- **YOUR OBJECTIVE**:
For each line of the listing that holds "index", show the full line.

*** Block opens ***

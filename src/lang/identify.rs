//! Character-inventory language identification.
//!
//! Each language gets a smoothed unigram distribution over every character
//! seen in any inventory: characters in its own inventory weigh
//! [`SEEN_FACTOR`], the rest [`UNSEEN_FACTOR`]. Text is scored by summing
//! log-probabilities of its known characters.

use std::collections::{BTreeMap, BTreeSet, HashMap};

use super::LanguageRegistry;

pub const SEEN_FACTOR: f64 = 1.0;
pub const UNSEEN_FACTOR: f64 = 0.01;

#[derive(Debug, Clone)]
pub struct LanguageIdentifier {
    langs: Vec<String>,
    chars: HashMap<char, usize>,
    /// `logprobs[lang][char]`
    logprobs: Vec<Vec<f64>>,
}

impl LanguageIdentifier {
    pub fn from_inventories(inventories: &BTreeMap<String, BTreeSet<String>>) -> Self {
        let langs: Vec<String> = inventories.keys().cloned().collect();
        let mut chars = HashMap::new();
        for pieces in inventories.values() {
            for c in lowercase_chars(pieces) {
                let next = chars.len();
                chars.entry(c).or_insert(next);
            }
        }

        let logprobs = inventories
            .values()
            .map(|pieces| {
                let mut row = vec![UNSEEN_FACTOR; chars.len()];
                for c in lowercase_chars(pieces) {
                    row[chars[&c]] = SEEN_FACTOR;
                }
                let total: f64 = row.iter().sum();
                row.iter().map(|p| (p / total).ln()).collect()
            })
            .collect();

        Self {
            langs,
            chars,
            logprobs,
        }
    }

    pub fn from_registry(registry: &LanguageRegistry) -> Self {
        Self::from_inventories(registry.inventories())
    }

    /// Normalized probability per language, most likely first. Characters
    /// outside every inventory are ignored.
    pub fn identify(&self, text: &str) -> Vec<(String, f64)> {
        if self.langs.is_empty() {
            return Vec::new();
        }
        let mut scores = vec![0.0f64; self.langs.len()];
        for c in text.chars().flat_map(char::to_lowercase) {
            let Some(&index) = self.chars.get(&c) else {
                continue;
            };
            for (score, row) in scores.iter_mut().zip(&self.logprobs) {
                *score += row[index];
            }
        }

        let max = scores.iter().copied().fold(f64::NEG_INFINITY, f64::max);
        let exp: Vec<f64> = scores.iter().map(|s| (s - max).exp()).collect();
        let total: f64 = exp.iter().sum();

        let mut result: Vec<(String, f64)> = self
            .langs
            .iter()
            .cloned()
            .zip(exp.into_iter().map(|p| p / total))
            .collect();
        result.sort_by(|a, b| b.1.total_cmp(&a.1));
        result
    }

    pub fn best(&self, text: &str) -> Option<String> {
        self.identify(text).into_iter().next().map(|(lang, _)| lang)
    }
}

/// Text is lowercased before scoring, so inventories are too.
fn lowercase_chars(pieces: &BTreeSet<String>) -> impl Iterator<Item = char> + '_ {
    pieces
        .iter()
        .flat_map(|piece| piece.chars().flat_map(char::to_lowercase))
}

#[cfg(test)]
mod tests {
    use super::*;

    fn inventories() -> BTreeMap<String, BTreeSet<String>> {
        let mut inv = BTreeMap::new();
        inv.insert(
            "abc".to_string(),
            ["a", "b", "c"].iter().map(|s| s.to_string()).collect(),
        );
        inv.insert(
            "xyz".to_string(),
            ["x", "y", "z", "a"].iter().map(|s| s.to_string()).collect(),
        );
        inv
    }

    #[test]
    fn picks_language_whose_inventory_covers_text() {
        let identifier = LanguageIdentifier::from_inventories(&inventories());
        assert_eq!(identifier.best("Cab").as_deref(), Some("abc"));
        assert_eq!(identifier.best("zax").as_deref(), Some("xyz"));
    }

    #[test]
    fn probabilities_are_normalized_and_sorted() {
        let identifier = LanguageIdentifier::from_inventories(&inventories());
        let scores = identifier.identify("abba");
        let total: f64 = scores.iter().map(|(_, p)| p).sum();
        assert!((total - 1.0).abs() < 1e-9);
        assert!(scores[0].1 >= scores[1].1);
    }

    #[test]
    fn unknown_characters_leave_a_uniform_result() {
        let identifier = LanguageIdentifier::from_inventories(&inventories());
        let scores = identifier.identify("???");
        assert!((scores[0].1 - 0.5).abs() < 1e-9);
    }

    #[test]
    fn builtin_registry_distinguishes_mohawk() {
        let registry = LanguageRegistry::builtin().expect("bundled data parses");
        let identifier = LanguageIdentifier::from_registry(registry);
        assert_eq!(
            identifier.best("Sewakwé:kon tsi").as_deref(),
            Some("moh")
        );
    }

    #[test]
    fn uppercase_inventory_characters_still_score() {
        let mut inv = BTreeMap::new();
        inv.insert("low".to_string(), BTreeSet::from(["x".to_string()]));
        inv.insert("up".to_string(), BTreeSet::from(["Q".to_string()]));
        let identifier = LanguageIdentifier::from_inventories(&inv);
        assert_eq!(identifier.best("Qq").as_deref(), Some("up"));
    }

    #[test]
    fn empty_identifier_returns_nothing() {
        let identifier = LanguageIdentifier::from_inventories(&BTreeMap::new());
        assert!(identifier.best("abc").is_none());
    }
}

*** Block closes ***

- **OUTPUT**:
            let Some(&index) = self.chars.get(&c) else {
                *score += row[index];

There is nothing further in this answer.